Nothing should be left out: repeat all the data exactly.

--- MATERIAL TO PROCESS ---

-- Opening Marker --

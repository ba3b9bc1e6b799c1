use task_board::validation::upload::{
    sanitize_file_name, validate_image_upload, validate_upload_size,
};

const MAX: usize = 10 * 1024 * 1024;

#[test]
fn only_raster_images_are_accepted_for_covers() {
    assert!(validate_image_upload("image/png", 1024, MAX).is_ok());
    assert!(validate_image_upload("IMAGE/JPEG", 1024, MAX).is_ok());
    assert!(validate_image_upload("image/gif", 1024, MAX).is_err());
    assert!(validate_image_upload("application/pdf", 1024, MAX).is_err());
}

#[test]
fn size_limits() {
    assert!(validate_upload_size(0, MAX).is_err());
    assert!(validate_upload_size(MAX, MAX).is_ok());
    assert!(validate_upload_size(MAX + 1, MAX).is_err());
}

#[test]
fn file_names_lose_their_directories() {
    assert_eq!(sanitize_file_name("../../etc/passwd"), "passwd");
    assert_eq!(sanitize_file_name("C:\\Users\\me\\report.pdf"), "report.pdf");
    assert_eq!(sanitize_file_name("   "), "file");
}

-- Closing Marker --

--- PROBLEM SOLUTION ---
repository ba3b9bc1e6b799c1
use task_board::validation::upload::{
    sanitize_file_name, validate_image_upload, validate_upload_size,
};

const MAX: usize = 10 * 1024 * 1024;

#[test]
fn only_raster_images_are_accepted_for_covers() {
    assert!(validate_image_upload("image/png", 1024, MAX).is_ok());
    assert!(validate_image_upload("IMAGE/JPEG", 1024, MAX).is_ok());
    assert!(validate_image_upload("image/gif", 1024, MAX).is_err());
    assert!(validate_image_upload("application/pdf", 1024, MAX).is_err());
}

#[test]
fn size_limits() {
    assert!(validate_upload_size(0, MAX).is_err());
    assert!(validate_upload_size(MAX, MAX).is_ok());
    assert!(validate_upload_size(MAX + 1, MAX).is_err());
}

#[test]
fn file_names_lose_their_directories() {
    assert_eq!(sanitize_file_name("../../etc/passwd"), "passwd");
    assert_eq!(sanitize_file_name("C:\\Users\\me\\report.pdf"), "report.pdf");
    assert_eq!(sanitize_file_name("   "), "file");
}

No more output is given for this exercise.